#### YOUR TASK
For each line below that holds the string "next", add one to a tally; report that tally alone.

[Data excerpts]
● ● ●

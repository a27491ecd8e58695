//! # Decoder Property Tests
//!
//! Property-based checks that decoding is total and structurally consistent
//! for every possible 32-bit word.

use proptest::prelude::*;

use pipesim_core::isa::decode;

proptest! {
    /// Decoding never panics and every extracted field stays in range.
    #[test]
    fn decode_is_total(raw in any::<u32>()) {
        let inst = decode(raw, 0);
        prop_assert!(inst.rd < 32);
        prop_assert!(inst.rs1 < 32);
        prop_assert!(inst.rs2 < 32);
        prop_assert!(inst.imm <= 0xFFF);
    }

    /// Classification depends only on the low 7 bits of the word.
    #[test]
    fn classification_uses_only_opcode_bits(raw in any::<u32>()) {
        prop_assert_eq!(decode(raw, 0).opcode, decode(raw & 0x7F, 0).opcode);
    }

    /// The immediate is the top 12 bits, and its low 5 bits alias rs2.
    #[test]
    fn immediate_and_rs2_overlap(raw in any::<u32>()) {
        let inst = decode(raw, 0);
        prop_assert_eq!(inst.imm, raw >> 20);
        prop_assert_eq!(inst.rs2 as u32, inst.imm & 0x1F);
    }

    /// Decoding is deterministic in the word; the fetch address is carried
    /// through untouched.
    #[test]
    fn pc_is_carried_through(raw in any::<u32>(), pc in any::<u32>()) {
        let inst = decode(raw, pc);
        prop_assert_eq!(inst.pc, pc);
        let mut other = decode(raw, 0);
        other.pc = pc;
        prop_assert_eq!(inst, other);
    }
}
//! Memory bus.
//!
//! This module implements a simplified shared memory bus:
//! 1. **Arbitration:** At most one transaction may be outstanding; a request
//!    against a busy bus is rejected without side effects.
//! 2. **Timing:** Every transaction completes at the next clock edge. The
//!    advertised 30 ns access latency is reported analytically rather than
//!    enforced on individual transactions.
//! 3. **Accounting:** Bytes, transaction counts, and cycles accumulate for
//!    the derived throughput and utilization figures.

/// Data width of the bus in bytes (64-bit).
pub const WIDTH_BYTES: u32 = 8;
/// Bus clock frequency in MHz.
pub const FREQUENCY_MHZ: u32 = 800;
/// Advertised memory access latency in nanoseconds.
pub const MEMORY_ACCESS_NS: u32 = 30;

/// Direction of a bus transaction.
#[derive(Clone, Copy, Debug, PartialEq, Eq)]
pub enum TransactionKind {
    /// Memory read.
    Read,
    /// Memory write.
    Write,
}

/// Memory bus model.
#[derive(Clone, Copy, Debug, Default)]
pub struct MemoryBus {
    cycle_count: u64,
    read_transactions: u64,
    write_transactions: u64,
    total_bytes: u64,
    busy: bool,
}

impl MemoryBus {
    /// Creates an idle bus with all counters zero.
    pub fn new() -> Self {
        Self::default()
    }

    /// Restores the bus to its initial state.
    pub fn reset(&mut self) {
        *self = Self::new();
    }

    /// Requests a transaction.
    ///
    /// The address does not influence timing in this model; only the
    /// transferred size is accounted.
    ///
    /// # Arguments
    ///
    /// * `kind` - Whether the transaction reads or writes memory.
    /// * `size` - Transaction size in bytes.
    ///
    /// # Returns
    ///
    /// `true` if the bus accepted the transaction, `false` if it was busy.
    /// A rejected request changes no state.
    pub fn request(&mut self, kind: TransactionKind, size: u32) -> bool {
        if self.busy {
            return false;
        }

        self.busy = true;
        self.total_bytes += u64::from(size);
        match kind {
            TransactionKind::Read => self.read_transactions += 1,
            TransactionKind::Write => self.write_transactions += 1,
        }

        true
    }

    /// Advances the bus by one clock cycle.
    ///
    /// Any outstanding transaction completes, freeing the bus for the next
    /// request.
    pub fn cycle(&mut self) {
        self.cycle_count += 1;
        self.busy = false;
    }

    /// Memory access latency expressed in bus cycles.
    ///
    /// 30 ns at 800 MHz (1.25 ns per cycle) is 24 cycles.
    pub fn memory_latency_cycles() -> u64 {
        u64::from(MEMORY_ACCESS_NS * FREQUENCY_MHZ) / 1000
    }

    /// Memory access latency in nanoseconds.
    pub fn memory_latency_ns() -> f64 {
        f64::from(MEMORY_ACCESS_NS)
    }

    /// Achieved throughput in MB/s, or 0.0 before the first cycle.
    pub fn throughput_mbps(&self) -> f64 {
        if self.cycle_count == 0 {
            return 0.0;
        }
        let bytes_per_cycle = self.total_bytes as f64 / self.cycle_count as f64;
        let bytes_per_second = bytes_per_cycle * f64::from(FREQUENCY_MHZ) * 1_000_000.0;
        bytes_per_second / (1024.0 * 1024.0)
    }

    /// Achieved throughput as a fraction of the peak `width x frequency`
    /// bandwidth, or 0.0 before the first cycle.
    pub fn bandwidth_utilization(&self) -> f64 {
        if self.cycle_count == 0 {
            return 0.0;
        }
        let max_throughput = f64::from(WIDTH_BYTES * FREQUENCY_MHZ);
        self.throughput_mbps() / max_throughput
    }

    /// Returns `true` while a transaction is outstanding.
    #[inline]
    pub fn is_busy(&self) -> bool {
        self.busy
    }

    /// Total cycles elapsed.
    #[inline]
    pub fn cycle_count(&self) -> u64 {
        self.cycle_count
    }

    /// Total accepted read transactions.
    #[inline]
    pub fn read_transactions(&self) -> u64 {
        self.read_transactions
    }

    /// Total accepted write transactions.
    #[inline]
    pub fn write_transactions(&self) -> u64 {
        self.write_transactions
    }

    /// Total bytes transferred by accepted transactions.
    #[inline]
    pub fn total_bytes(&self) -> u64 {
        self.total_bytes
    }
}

● ● ●

#### ANSWER SPACE
2